Since the aim is to reduce the length, clearly we want to perform as many operations as possible - each operation reduces the length of the string by 4.
Let’s look at only the occurrences of characters f,r,o,n,t in S, and ignore everything else.
First, let’s forget about appending new characters to S, and think only about finding as many disjoint subsequences that equal "front" as possible.
Since all the characters are distinct, this can be done greedily, from left to right:
- Each time you encounter
f, start a new subsequence. - Each time you encounter
r, remove one occurrence off(if it exists) and replace it with an occurrence offr. - Each time you encounter
o, remove one occurrence offr(if it exists) and replace it with an occurrence offro. - Each time you encounter
n, remove one occurrence offro(if it exists) and replace it with an occurrence offron. - Each time you encounter
t, remove one occurrence offron(if it exists) and replace it with an occurrence offront, which is final.

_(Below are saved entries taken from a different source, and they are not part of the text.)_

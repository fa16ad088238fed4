//! Periodic write-if-dirty policy.
//!
//! The policy is `Idle` until [`start`](AutosavePolicy::start) is called
//! and `Scheduled` from then on: every tick re-arms the deadline
//! unconditionally, so one failed write can never stop the timer. The host
//! event loop drives it cooperatively via [`poll`](AutosavePolicy::poll);
//! nothing here spawns a thread.

use crate::{
    persist::{PersistError, PersistenceManager},
    state::EditorState,
};
use std::{
    path::PathBuf,
    time::{Duration, Instant},
};

/// Interval used when the host does not configure one.
pub const DEFAULT_AUTOSAVE_INTERVAL: Duration = Duration::from_secs(10);

/// What one tick decided to do.
///
/// A failed write is reported here as data; the tick itself never raises,
/// so the scheduling loop is never broken by one failed save.
#[derive(Debug)]
pub enum TickOutcome {
    /// No path is bound; nothing to save to.
    NotBound,

    /// The document has no unsaved changes.
    Clean,

    /// The document was written and the dirty flag cleared.
    Saved { path: PathBuf },

    /// The write failed; the dirty flag stays set so the next tick
    /// retries.
    Failed(PersistError),
}

/// Fixed-interval autosave with an explicit deadline and stop handle.
#[derive(Debug)]
pub struct AutosavePolicy {
    interval: Duration,
    next_tick: Option<Instant>,
}

impl AutosavePolicy {
    /// Create an idle policy; no tick fires until [`start`](Self::start).
    pub fn new(interval: Duration) -> Self {
        Self {
            interval,
            next_tick: None,
        }
    }

    pub fn interval(&self) -> Duration {
        self.interval
    }

    /// Arm the first deadline, one interval from now.
    pub fn start(&mut self) {
        tracing::debug!(interval_secs = self.interval.as_secs_f64(), "autosave armed");
        self.next_tick = Some(Instant::now() + self.interval);
    }

    /// Disarm the timer, for clean shutdown and tests.
    pub fn stop(&mut self) {
        tracing::debug!("autosave disarmed");
        self.next_tick = None;
    }

    pub fn is_scheduled(&self) -> bool {
        self.next_tick.is_some()
    }

    /// The next firing time, if armed. The host sleeps until this.
    pub fn deadline(&self) -> Option<Instant> {
        self.next_tick
    }

    /// Fire the tick if its deadline has passed.
    ///
    /// Returns `None` while idle or not yet due. When due, runs
    /// [`tick`](Self::tick) (which re-arms) and returns its outcome.
    pub fn poll(
        &mut self,
        now: Instant,
        state: &mut EditorState,
        persist: &mut PersistenceManager,
    ) -> Option<TickOutcome> {
        let deadline = self.next_tick?;
        if now < deadline {
            return None;
        }
        Some(self.tick(state, persist))
    }

    /// One firing of the autosave decision logic.
    ///
    /// Writes the document if a path is bound and the dirty flag is set;
    /// clears the flag only after a successful write. Re-arms the deadline
    /// unconditionally, whatever the outcome.
    pub fn tick(
        &mut self,
        state: &mut EditorState,
        persist: &mut PersistenceManager,
    ) -> TickOutcome {
        self.next_tick = Some(Instant::now() + self.interval);

        let Some(path) = persist.bound_path().map(PathBuf::from) else {
            return TickOutcome::NotBound;
        };
        if !state.is_dirty {
            return TickOutcome::Clean;
        }

        match persist.write(&path, state.text()) {
            Ok(()) => {
                state.is_dirty = false;
                tracing::debug!(path = %path.display(), "autosaved");
                TickOutcome::Saved { path }
            },
            Err(error) => {
                tracing::warn!(path = %path.display(), %error, "autosave failed");
                TickOutcome::Failed(error)
            },
        }
    }
}

impl Default for AutosavePolicy {
    fn default() -> Self {
        Self::new(DEFAULT_AUTOSAVE_INTERVAL)
    }
}

#[cfg(test)]
mod tests {
    use super::*;

    #[test]
    fn idle_until_started() {
        let policy = AutosavePolicy::default();
        assert!(!policy.is_scheduled());
        assert!(policy.deadline().is_none());
    }

    #[test]
    fn poll_before_deadline_does_nothing() {
        let mut policy = AutosavePolicy::new(Duration::from_secs(3600));
        policy.start();

        let mut state = EditorState::new();
        let mut persist = PersistenceManager::new();
        assert!(policy
            .poll(Instant::now(), &mut state, &mut persist)
            .is_none());
    }

    #[test]
    fn tick_without_binding_is_a_noop_and_rearms() {
        let mut policy = AutosavePolicy::default();
        let mut state = EditorState::with_text("unsaved");
        state.is_dirty = true;
        let mut persist = PersistenceManager::new();

        let outcome = policy.tick(&mut state, &mut persist);
        assert!(matches!(outcome, TickOutcome::NotBound));
        assert!(state.is_dirty);
        assert!(policy.is_scheduled());
    }

    #[test]
    fn stop_disarms() {
        let mut policy = AutosavePolicy::default();
        policy.start();
        policy.stop();
        assert!(!policy.is_scheduled());
    }
}
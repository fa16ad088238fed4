//! End-to-end controller flows through `EditorEngine::handle_event`.

use jot::{testing::TestEditor, EditorEvent, Effect, Motion};

#[test]
fn new_editor_is_empty_and_clean() {
    TestEditor::new()
        .assert_text("")
        .assert_dirty(false)
        .assert_bound_path(None);
}

#[test]
fn type_save_as_then_autosave_appends() {
    let dir = tempfile::tempdir().expect("tempdir");
    let path = dir.path().join("note.txt");

    TestEditor::new()
        .type_text("foo")
        .save_file_as(&path)
        .assert_bound_path(Some(path.as_path()))
        .assert_dirty(false)
        .type_text("bar")
        .assert_text("foobar")
        .assert_dirty(true)
        .tick()
        .assert_dirty(false);

    assert_eq!(
        std::fs::read_to_string(&path).expect("read back"),
        "foobar"
    );
}

#[test]
fn open_replaces_content_and_binds() {
    let dir = tempfile::tempdir().expect("tempdir");
    let path = dir.path().join("existing.txt");
    std::fs::write(&path, "from disk").expect("fixture");

    TestEditor::new()
        .type_text("scratch")
        .open_file(&path)
        .assert_text("from disk")
        .assert_dirty(false)
        .assert_bound_path(Some(path.as_path()))
        .assert_cursor_offset(0);
}

#[test]
fn open_failure_leaves_the_document_alone() {
    let dir = tempfile::tempdir().expect("tempdir");

    let mut editor = TestEditor::new()
        .type_text("precious")
        .open_file(dir.path().join("missing.txt"));

    assert!(matches!(
        editor.take_effects().as_slice(),
        [Effect::ShowError { .. }]
    ));
    editor
        .assert_text("precious")
        .assert_dirty(true)
        .assert_bound_path(None);
}

#[test]
fn save_writes_to_the_bound_path() {
    let dir = tempfile::tempdir().expect("tempdir");
    let path = dir.path().join("note.txt");

    TestEditor::new()
        .type_text("v1")
        .save_file_as(&path)
        .type_text("+v2")
        .event(EditorEvent::Save)
        .assert_dirty(false);

    assert_eq!(std::fs::read_to_string(&path).expect("read back"), "v1+v2");
}

#[test]
fn new_file_clears_text_and_binding() {
    let dir = tempfile::tempdir().expect("tempdir");
    let path = dir.path().join("note.txt");

    TestEditor::new()
        .type_text("content")
        .save_file_as(&path)
        .event(EditorEvent::NewFile)
        .assert_text("")
        .assert_dirty(false)
        .assert_bound_path(None);
}

#[test]
fn search_highlights_then_edit_invalidates() {
    TestEditor::with_text("Hello hello HELLO")
        .search("hello")
        .assert_search_spans(&[(0, 5), (6, 11), (12, 17)])
        .type_text("x")
        .assert_search_spans(&[]);
}

#[test]
fn search_replaces_previous_highlights() {
    TestEditor::with_text("aa bb aa")
        .search("aa")
        .assert_search_spans(&[(0, 2), (6, 8)])
        .search("bb")
        .assert_search_spans(&[(3, 5)]);
}

#[test]
fn cursor_motion_walks_lines() {
    TestEditor::with_text("ab\ncdef")
        .move_cursor(Motion::Down)
        .move_cursor(Motion::LineEnd)
        .assert_cursor_offset(7)
        .move_cursor(Motion::DocStart)
        .assert_cursor_offset(0);
}

#[test]
fn scenario_from_scratch_to_autosaved_file() {
    jot_log::test();
    let dir = tempfile::tempdir().expect("tempdir");
    let path = dir.path().join("note.txt");

    // New document, type, save-as, type more, let autosave catch up.
    let mut editor = TestEditor::new();
    editor = editor.event(EditorEvent::NewFile);
    editor = editor
        .type_text("foo")
        .save_file_as(&path)
        .assert_bound_path(Some(path.as_path()));
    assert_eq!(std::fs::read_to_string(&path).expect("read"), "foo");

    editor = editor.type_text("bar").tick();
    editor.assert_text("foobar").assert_dirty(false);
    assert_eq!(std::fs::read_to_string(&path).expect("read"), "foobar");
}
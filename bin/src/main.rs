//! The `jot` binary: logging, CLI parsing, and the terminal frontend.

mod cli;
mod frontend;

use clap::Parser as _;
use jot::{EditorEngine, EditorEvent, Effect};
use std::time::Duration;

fn main() -> anyhow::Result<()> {
    let cli = cli::Cli::parse();

    let guard = jot_log::init(cli.log_file.clone())
        .map_err(|e| anyhow::anyhow!("failed to initialize logging: {e}"))?;
    tracing::info!(log_file = %guard.log_file.display(), "jot starting");

    let mut engine =
        EditorEngine::with_autosave_interval(Duration::from_secs(cli.autosave_interval.max(1)));

    if let Some(path) = cli.file {
        // Surface open failures on stderr before the terminal UI takes over;
        // the editor still starts, with an empty unbound document.
        for effect in engine.handle_event(EditorEvent::OpenFile { path }) {
            if let Effect::ShowError { message } = effect {
                eprintln!("{message}");
            }
        }
    }

    frontend::run(engine)
}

Now, for the extra characters.
These can be any of f,r,o,n,t, so we can use them to finish as many existing prefixes of "front" as possible.
To maximize the number of times we’re able to make the final string, we go in descending order of length: try to complete fron if it exists, then fro, then fr, then f, and finally the empty string.
Note that each completion increases the number of extra characters by 1, which you shouldn’t forget to update.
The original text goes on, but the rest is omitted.